--- SUPPLIED ENTRIES ---

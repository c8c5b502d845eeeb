use serde::{Deserialize, Serialize};
use std::path::Path;

use crate::error::{Result, TriageError};

#[derive(Debug, Clone, Serialize, Deserialize, Default)]
pub struct Config {
    #[serde(default)]
    pub classifier: ClassifierConfig,
    #[serde(default)]
    pub forest: ForestConfig,
    #[serde(default)]
    pub boosting: BoostingConfig,
    #[serde(default)]
    pub calibration: CalibrationConfig,
    #[serde(default)]
    pub training: TrainingConfig,
    #[serde(default)]
    pub extraction: ExtractionConfig,
}

#[derive(Debug, Clone, PartialEq, Serialize, Deserialize)]
pub struct ClassifierConfig {
    #[serde(default = "default_random_state")]
    pub random_state: u64,
    #[serde(default = "default_validation_split")]
    pub validation_split: f64,
    #[serde(default)]
    pub use_semantic_model: bool,
}

impl Default for ClassifierConfig {
    fn default() -> Self {
        Self {
            random_state: default_random_state(),
            validation_split: default_validation_split(),
            use_semantic_model: false,
        }
    }
}

/// Hyperparameters of the bagging ensemble
#[derive(Debug, Clone, PartialEq, Serialize, Deserialize)]
pub struct ForestConfig {
    #[serde(default = "default_forest_estimators")]
    pub n_estimators: usize,
    #[serde(default = "default_forest_depth")]
    pub max_depth: usize,
    #[serde(default = "default_min_samples_split")]
    pub min_samples_split: usize,
    #[serde(default = "default_balanced_class_weight")]
    pub balanced_class_weight: bool,
}

impl Default for ForestConfig {
    fn default() -> Self {
        Self {
            n_estimators: default_forest_estimators(),
            max_depth: default_forest_depth(),
            min_samples_split: default_min_samples_split(),
            balanced_class_weight: default_balanced_class_weight(),
        }
    }
}

/// Hyperparameters of the boosting ensemble
#[derive(Debug, Clone, PartialEq, Serialize, Deserialize)]
pub struct BoostingConfig {
    #[serde(default = "default_boosting_estimators")]
    pub n_estimators: usize,
    #[serde(default = "default_learning_rate")]
    pub learning_rate: f64,
    #[serde(default = "default_boosting_depth")]
    pub max_depth: usize,
}

impl Default for BoostingConfig {
    fn default() -> Self {
        Self {
            n_estimators: default_boosting_estimators(),
            learning_rate: default_learning_rate(),
            max_depth: default_boosting_depth(),
        }
    }
}

/// Uncertainty and explanation settings for single predictions
#[derive(Debug, Clone, PartialEq, Serialize, Deserialize)]
pub struct CalibrationConfig {
    #[serde(default = "default_confidence_threshold")]
    pub confidence_threshold: f64,
    #[serde(default = "default_margin_threshold")]
    pub margin_threshold: f64,
    #[serde(default = "default_top_features")]
    pub top_features: usize,
}

impl Default for CalibrationConfig {
    fn default() -> Self {
        Self {
            confidence_threshold: default_confidence_threshold(),
            margin_threshold: default_margin_threshold(),
            top_features: default_top_features(),
        }
    }
}

#[derive(Debug, Clone, PartialEq, Serialize, Deserialize)]
pub struct TrainingConfig {
    #[serde(default = "default_retrain_threshold")]
    pub retrain_threshold: usize,
    #[serde(default = "default_max_per_account")]
    pub max_per_account: usize,
}

impl Default for TrainingConfig {
    fn default() -> Self {
        Self {
            retrain_threshold: default_retrain_threshold(),
            max_per_account: default_max_per_account(),
        }
    }
}

/// Keyword and pattern tables used by the feature extractor.
///
/// Loaded once and never mutated while extracting.
#[derive(Debug, Clone, PartialEq, Serialize, Deserialize)]
pub struct ExtractionConfig {
    #[serde(default = "default_bot_keywords")]
    pub bot_keywords: Vec<String>,
    #[serde(default = "default_urgency_words")]
    pub urgency_words: Vec<String>,
    #[serde(default = "default_shortener_domains")]
    pub shortener_domains: Vec<String>,
    #[serde(default = "default_bulk_mailers")]
    pub bulk_mailers: Vec<String>,
    #[serde(default = "default_noreply_patterns")]
    pub noreply_patterns: Vec<String>,
    #[serde(default = "default_automated_sender_patterns")]
    pub automated_sender_patterns: Vec<String>,
}

impl Default for ExtractionConfig {
    fn default() -> Self {
        Self {
            bot_keywords: default_bot_keywords(),
            urgency_words: default_urgency_words(),
            shortener_domains: default_shortener_domains(),
            bulk_mailers: default_bulk_mailers(),
            noreply_patterns: default_noreply_patterns(),
            automated_sender_patterns: default_automated_sender_patterns(),
        }
    }
}

fn default_random_state() -> u64 {
    42
}

fn default_validation_split() -> f64 {
    0.2
}

fn default_forest_estimators() -> usize {
    200
}

fn default_forest_depth() -> usize {
    20
}

fn default_min_samples_split() -> usize {
    10
}

fn default_balanced_class_weight() -> bool {
    true
}

fn default_boosting_estimators() -> usize {
    100
}

fn default_learning_rate() -> f64 {
    0.1
}

fn default_boosting_depth() -> usize {
    5
}

fn default_confidence_threshold() -> f64 {
    0.7
}

fn default_margin_threshold() -> f64 {
    0.1
}

fn default_top_features() -> usize {
    10
}

fn default_retrain_threshold() -> usize {
    50
}

fn default_max_per_account() -> usize {
    1000
}

fn strings(items: &[&str]) -> Vec<String> {
    items.iter().map(|s| s.to_string()).collect()
}

fn default_bot_keywords() -> Vec<String> {
    strings(&[
        "unsubscribe",
        "newsletter",
        "marketing",
        "subscription",
        "promotional",
        "advertisement",
        "click here",
        "special offer",
        "limited time",
        "act now",
        "don't miss",
        "exclusive deal",
        "sale",
        "discount",
        "coupon",
        "free shipping",
    ])
}

fn default_urgency_words() -> Vec<String> {
    strings(&[
        "urgent",
        "immediately",
        "asap",
        "critical",
        "important",
        "action required",
        "time-sensitive",
        "expiring",
        "deadline",
        "final notice",
        "last chance",
        "ending soon",
    ])
}

fn default_shortener_domains() -> Vec<String> {
    strings(&["bit.ly", "tinyurl.com", "goo.gl", "t.co", "ow.ly"])
}

fn default_bulk_mailers() -> Vec<String> {
    strings(&["mailchimp", "sendgrid", "constant contact", "bulk"])
}

fn default_noreply_patterns() -> Vec<String> {
    strings(&["noreply", "no-reply", "donotreply"])
}

fn default_automated_sender_patterns() -> Vec<String> {
    strings(&[
        "noreply",
        "no-reply",
        "donotreply",
        "do-not-reply",
        "auto@",
        "automated@",
        "robot@",
        "bot@",
        "notification",
        "alert",
        "system",
    ])
}

impl Config {
    pub async fn load(path: &Path) -> Result<Self> {
        // If file doesn't exist, return default config with warning
        if !path.exists() {
            tracing::warn!("Config file not found at {:?}, using defaults", path);
            return Ok(Self::default());
        }

        let content = tokio::fs::read_to_string(path)
            .await
            .map_err(|e| TriageError::ConfigError(format!("Failed to read config file: {}", e)))?;

        let config: Self = toml::from_str(&content)
            .map_err(|e| TriageError::ConfigError(format!("Failed to parse config file: {}", e)))?;

        config.validate()?;

        tracing::info!("Loaded configuration from {:?}", path);
        Ok(config)
    }

    pub async fn save(&self, path: &Path) -> Result<()> {
        if let Some(parent) = path.parent() {
            tokio::fs::create_dir_all(parent).await.map_err(|e| {
                TriageError::ConfigError(format!("Failed to create config directory: {}", e))
            })?;
        }

        let content = toml::to_string_pretty(self)
            .map_err(|e| TriageError::ConfigError(format!("Failed to serialize config: {}", e)))?;

        tokio::fs::write(path, content)
            .await
            .map_err(|e| TriageError::ConfigError(format!("Failed to write config file: {}", e)))?;

        tracing::info!("Saved configuration to {:?}", path);
        Ok(())
    }

    /// Validate configuration values
    pub fn validate(&self) -> Result<()> {
        let split = self.classifier.validation_split;
        if !(split > 0.0 && split < 1.0) {
            return Err(TriageError::ConfigError(format!(
                "classifier.validation_split must be between 0 and 1 (exclusive), got {}",
                split
            )));
        }

        if self.forest.n_estimators == 0 {
            return Err(TriageError::ConfigError(
                "forest.n_estimators must be greater than 0".to_string(),
            ));
        }
        if self.forest.max_depth == 0 {
            return Err(TriageError::ConfigError(
                "forest.max_depth must be greater than 0".to_string(),
            ));
        }
        if self.forest.min_samples_split < 2 {
            return Err(TriageError::ConfigError(
                "forest.min_samples_split must be at least 2".to_string(),
            ));
        }

        if self.boosting.n_estimators == 0 {
            return Err(TriageError::ConfigError(
                "boosting.n_estimators must be greater than 0".to_string(),
            ));
        }
        if self.boosting.max_depth == 0 {
            return Err(TriageError::ConfigError(
                "boosting.max_depth must be greater than 0".to_string(),
            ));
        }
        let rate = self.boosting.learning_rate;
        if !(rate > 0.0 && rate <= 1.0) {
            return Err(TriageError::ConfigError(format!(
                "boosting.learning_rate must be in (0, 1], got {}",
                rate
            )));
        }

        for (name, value) in [
            ("confidence_threshold", self.calibration.confidence_threshold),
            ("margin_threshold", self.calibration.margin_threshold),
        ] {
            if !(0.0..=1.0).contains(&value) {
                return Err(TriageError::ConfigError(format!(
                    "calibration.{} must be between 0 and 1, got {}",
                    name, value
                )));
            }
        }
        if self.calibration.top_features == 0 {
            return Err(TriageError::ConfigError(
                "calibration.top_features must be greater than 0".to_string(),
            ));
        }

        if self.training.retrain_threshold == 0 {
            return Err(TriageError::ConfigError(
                "training.retrain_threshold must be greater than 0".to_string(),
            ));
        }
        if self.training.max_per_account == 0 {
            return Err(TriageError::ConfigError(
                "training.max_per_account must be greater than 0".to_string(),
            ));
        }

        let tables = [
            ("bot_keywords", &self.extraction.bot_keywords),
            ("urgency_words", &self.extraction.urgency_words),
            ("shortener_domains", &self.extraction.shortener_domains),
            ("bulk_mailers", &self.extraction.bulk_mailers),
            ("noreply_patterns", &self.extraction.noreply_patterns),
            (
                "automated_sender_patterns",
                &self.extraction.automated_sender_patterns,
            ),
        ];
        for (name, entries) in tables {
            if entries.iter().any(|entry| entry.trim().is_empty()) {
                return Err(TriageError::ConfigError(format!(
                    "extraction.{} cannot contain empty strings",
                    name
                )));
            }
        }

        tracing::debug!("Configuration validation passed");
        Ok(())
    }

    /// Create an example configuration file
    pub async fn create_example(path: &Path) -> Result<()> {
        let config = Self::default();
        config.save(path).await
    }
}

---

PROBLEM DETAILS:
Within the records above, each line containing "ForestConfig" is to be returned.

EXERCISE RESPONSE:
    pub forest: ForestConfig,
pub struct ForestConfig {
impl Default for ForestConfig {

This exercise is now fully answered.